*Task objective:* Here is a block of records. Copy every one of them exactly.

*Exercise data:*
------------------------------------
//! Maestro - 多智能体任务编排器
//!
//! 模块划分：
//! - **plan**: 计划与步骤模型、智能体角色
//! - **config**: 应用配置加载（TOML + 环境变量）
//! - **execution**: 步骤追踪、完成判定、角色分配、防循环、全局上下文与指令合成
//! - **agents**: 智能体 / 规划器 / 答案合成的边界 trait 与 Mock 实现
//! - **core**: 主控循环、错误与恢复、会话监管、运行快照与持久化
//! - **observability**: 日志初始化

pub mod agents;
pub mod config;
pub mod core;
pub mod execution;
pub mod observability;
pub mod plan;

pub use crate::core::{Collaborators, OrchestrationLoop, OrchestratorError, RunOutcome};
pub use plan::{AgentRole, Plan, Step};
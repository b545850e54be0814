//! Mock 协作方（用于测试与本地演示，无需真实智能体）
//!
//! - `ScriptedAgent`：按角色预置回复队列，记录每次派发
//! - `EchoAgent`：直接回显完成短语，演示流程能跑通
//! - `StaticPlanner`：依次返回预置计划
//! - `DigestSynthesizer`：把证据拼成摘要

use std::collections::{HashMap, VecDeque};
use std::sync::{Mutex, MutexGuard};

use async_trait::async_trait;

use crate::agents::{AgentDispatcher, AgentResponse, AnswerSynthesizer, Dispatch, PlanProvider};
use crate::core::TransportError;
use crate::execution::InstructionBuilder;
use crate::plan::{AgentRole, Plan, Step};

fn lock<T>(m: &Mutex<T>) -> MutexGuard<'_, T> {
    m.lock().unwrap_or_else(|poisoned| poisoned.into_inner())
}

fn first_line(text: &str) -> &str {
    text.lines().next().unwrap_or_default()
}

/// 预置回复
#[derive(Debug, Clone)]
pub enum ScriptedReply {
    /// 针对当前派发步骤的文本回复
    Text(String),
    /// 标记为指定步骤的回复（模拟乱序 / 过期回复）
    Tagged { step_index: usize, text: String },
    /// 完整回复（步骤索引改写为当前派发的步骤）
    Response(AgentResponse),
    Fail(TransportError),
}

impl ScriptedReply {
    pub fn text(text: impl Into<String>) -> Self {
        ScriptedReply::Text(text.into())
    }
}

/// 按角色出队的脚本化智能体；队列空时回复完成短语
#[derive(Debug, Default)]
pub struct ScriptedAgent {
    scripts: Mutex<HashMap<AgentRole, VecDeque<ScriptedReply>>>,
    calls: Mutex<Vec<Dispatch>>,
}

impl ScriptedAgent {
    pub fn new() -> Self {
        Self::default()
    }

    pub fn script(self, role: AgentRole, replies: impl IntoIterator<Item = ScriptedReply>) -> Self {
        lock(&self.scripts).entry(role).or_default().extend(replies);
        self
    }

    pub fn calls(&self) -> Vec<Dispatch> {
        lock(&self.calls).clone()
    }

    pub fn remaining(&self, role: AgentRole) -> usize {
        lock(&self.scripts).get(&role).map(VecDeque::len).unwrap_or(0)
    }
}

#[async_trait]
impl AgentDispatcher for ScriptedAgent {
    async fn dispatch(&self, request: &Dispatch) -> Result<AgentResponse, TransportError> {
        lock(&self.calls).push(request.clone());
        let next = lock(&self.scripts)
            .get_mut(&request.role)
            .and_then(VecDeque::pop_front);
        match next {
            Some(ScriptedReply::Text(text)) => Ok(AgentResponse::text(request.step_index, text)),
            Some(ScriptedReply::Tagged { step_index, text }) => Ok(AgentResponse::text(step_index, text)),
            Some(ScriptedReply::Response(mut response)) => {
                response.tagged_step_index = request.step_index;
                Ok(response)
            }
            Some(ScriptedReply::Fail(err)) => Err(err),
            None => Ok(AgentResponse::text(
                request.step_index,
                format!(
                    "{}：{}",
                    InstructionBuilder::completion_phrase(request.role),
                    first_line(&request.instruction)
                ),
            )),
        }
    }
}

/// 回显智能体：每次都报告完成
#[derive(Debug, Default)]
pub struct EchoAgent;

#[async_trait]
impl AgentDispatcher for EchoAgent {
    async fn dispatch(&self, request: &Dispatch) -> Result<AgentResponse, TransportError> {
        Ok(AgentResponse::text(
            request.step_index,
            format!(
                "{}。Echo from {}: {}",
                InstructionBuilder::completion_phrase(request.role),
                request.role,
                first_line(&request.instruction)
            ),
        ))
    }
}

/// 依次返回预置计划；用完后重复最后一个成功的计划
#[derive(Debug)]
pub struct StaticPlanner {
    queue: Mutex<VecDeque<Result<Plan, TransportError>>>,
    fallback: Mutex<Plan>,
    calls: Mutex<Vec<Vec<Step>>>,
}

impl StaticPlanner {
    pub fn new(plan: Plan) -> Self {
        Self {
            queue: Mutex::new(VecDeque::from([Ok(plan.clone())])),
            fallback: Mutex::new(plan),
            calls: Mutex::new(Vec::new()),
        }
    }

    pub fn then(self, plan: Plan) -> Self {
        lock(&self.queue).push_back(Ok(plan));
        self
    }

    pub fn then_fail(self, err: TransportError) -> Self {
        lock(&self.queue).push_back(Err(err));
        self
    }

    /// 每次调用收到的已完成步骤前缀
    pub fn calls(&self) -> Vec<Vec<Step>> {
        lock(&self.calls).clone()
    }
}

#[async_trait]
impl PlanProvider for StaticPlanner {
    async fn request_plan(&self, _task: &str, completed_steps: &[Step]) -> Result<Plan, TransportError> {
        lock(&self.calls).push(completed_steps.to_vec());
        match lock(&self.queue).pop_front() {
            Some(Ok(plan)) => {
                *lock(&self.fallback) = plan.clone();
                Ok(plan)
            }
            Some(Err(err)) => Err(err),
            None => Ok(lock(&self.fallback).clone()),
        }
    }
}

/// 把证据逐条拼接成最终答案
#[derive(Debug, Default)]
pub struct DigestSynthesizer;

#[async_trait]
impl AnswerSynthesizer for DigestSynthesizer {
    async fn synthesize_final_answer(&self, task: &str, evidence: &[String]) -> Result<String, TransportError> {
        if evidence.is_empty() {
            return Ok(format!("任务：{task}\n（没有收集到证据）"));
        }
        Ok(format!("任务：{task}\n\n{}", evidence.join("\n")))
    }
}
------------------------------------
*Answer to the exercise:*
//! Maestro - 多智能体任务编排器
//!
//! 模块划分：
//! - **plan**: 计划与步骤模型、智能体角色
//! - **config**: 应用配置加载（TOML + 环境变量）
//! - **execution**: 步骤追踪、完成判定、角色分配、防循环、全局上下文与指令合成
//! - **agents**: 智能体 / 规划器 / 答案合成的边界 trait 与 Mock 实现
//! - **core**: 主控循环、错误与恢复、会话监管、运行快照与持久化
//! - **observability**: 日志初始化

pub mod agents;
pub mod config;
pub mod core;
pub mod execution;
pub mod observability;
pub mod plan;

pub use crate::core::{Collaborators, OrchestrationLoop, OrchestratorError, RunOutcome};
pub use plan::{AgentRole, Plan, Step};
repository b545850e54be0814
//! Mock 协作方（用于测试与本地演示，无需真实智能体）
//!
//! - `ScriptedAgent`：按角色预置回复队列，记录每次派发
//! - `EchoAgent`：直接回显完成短语，演示流程能跑通
//! - `StaticPlanner`：依次返回预置计划
//! - `DigestSynthesizer`：把证据拼成摘要

use std::collections::{HashMap, VecDeque};
use std::sync::{Mutex, MutexGuard};

use async_trait::async_trait;

use crate::agents::{AgentDispatcher, AgentResponse, AnswerSynthesizer, Dispatch, PlanProvider};
use crate::core::TransportError;
use crate::execution::InstructionBuilder;
use crate::plan::{AgentRole, Plan, Step};

fn lock<T>(m: &Mutex<T>) -> MutexGuard<'_, T> {
    m.lock().unwrap_or_else(|poisoned| poisoned.into_inner())
}

fn first_line(text: &str) -> &str {
    text.lines().next().unwrap_or_default()
}

/// 预置回复
#[derive(Debug, Clone)]
pub enum ScriptedReply {
    /// 针对当前派发步骤的文本回复
    Text(String),
    /// 标记为指定步骤的回复（模拟乱序 / 过期回复）
    Tagged { step_index: usize, text: String },
    /// 完整回复（步骤索引改写为当前派发的步骤）
    Response(AgentResponse),
    Fail(TransportError),
}

impl ScriptedReply {
    pub fn text(text: impl Into<String>) -> Self {
        ScriptedReply::Text(text.into())
    }
}

/// 按角色出队的脚本化智能体；队列空时回复完成短语
#[derive(Debug, Default)]
pub struct ScriptedAgent {
    scripts: Mutex<HashMap<AgentRole, VecDeque<ScriptedReply>>>,
    calls: Mutex<Vec<Dispatch>>,
}

impl ScriptedAgent {
    pub fn new() -> Self {
        Self::default()
    }

    pub fn script(self, role: AgentRole, replies: impl IntoIterator<Item = ScriptedReply>) -> Self {
        lock(&self.scripts).entry(role).or_default().extend(replies);
        self
    }

    pub fn calls(&self) -> Vec<Dispatch> {
        lock(&self.calls).clone()
    }

    pub fn remaining(&self, role: AgentRole) -> usize {
        lock(&self.scripts).get(&role).map(VecDeque::len).unwrap_or(0)
    }
}

#[async_trait]
impl AgentDispatcher for ScriptedAgent {
    async fn dispatch(&self, request: &Dispatch) -> Result<AgentResponse, TransportError> {
        lock(&self.calls).push(request.clone());
        let next = lock(&self.scripts)
            .get_mut(&request.role)
            .and_then(VecDeque::pop_front);
        match next {
            Some(ScriptedReply::Text(text)) => Ok(AgentResponse::text(request.step_index, text)),
            Some(ScriptedReply::Tagged { step_index, text }) => Ok(AgentResponse::text(step_index, text)),
            Some(ScriptedReply::Response(mut response)) => {
                response.tagged_step_index = request.step_index;
                Ok(response)
            }
            Some(ScriptedReply::Fail(err)) => Err(err),
            None => Ok(AgentResponse::text(
                request.step_index,
                format!(
                    "{}：{}",
                    InstructionBuilder::completion_phrase(request.role),
                    first_line(&request.instruction)
                ),
            )),
        }
    }
}

/// 回显智能体：每次都报告完成
#[derive(Debug, Default)]
pub struct EchoAgent;

#[async_trait]
impl AgentDispatcher for EchoAgent {
    async fn dispatch(&self, request: &Dispatch) -> Result<AgentResponse, TransportError> {
        Ok(AgentResponse::text(
            request.step_index,
            format!(
                "{}。Echo from {}: {}",
                InstructionBuilder::completion_phrase(request.role),
                request.role,
                first_line(&request.instruction)
            ),
        ))
    }
}

/// 依次返回预置计划；用完后重复最后一个成功的计划
#[derive(Debug)]
pub struct StaticPlanner {
    queue: Mutex<VecDeque<Result<Plan, TransportError>>>,
    fallback: Mutex<Plan>,
    calls: Mutex<Vec<Vec<Step>>>,
}

impl StaticPlanner {
    pub fn new(plan: Plan) -> Self {
        Self {
            queue: Mutex::new(VecDeque::from([Ok(plan.clone())])),
            fallback: Mutex::new(plan),
            calls: Mutex::new(Vec::new()),
        }
    }

    pub fn then(self, plan: Plan) -> Self {
        lock(&self.queue).push_back(Ok(plan));
        self
    }

    pub fn then_fail(self, err: TransportError) -> Self {
        lock(&self.queue).push_back(Err(err));
        self
    }

    /// 每次调用收到的已完成步骤前缀
    pub fn calls(&self) -> Vec<Vec<Step>> {
        lock(&self.calls).clone()
    }
}

#[async_trait]
impl PlanProvider for StaticPlanner {
    async fn request_plan(&self, _task: &str, completed_steps: &[Step]) -> Result<Plan, TransportError> {
        lock(&self.calls).push(completed_steps.to_vec());
        match lock(&self.queue).pop_front() {
            Some(Ok(plan)) => {
                *lock(&self.fallback) = plan.clone();
                Ok(plan)
            }
            Some(Err(err)) => Err(err),
            None => Ok(lock(&self.fallback).clone()),
        }
    }
}

/// 把证据逐条拼接成最终答案
#[derive(Debug, Default)]
pub struct DigestSynthesizer;

#[async_trait]
impl AnswerSynthesizer for DigestSynthesizer {
    async fn synthesize_final_answer(&self, task: &str, evidence: &[String]) -> Result<String, TransportError> {
        if evidence.is_empty() {
            return Ok(format!("任务：{task}\n（没有收集到证据）"));
        }
        Ok(format!("任务：{task}\n\n{}", evidence.join("\n")))
    }
}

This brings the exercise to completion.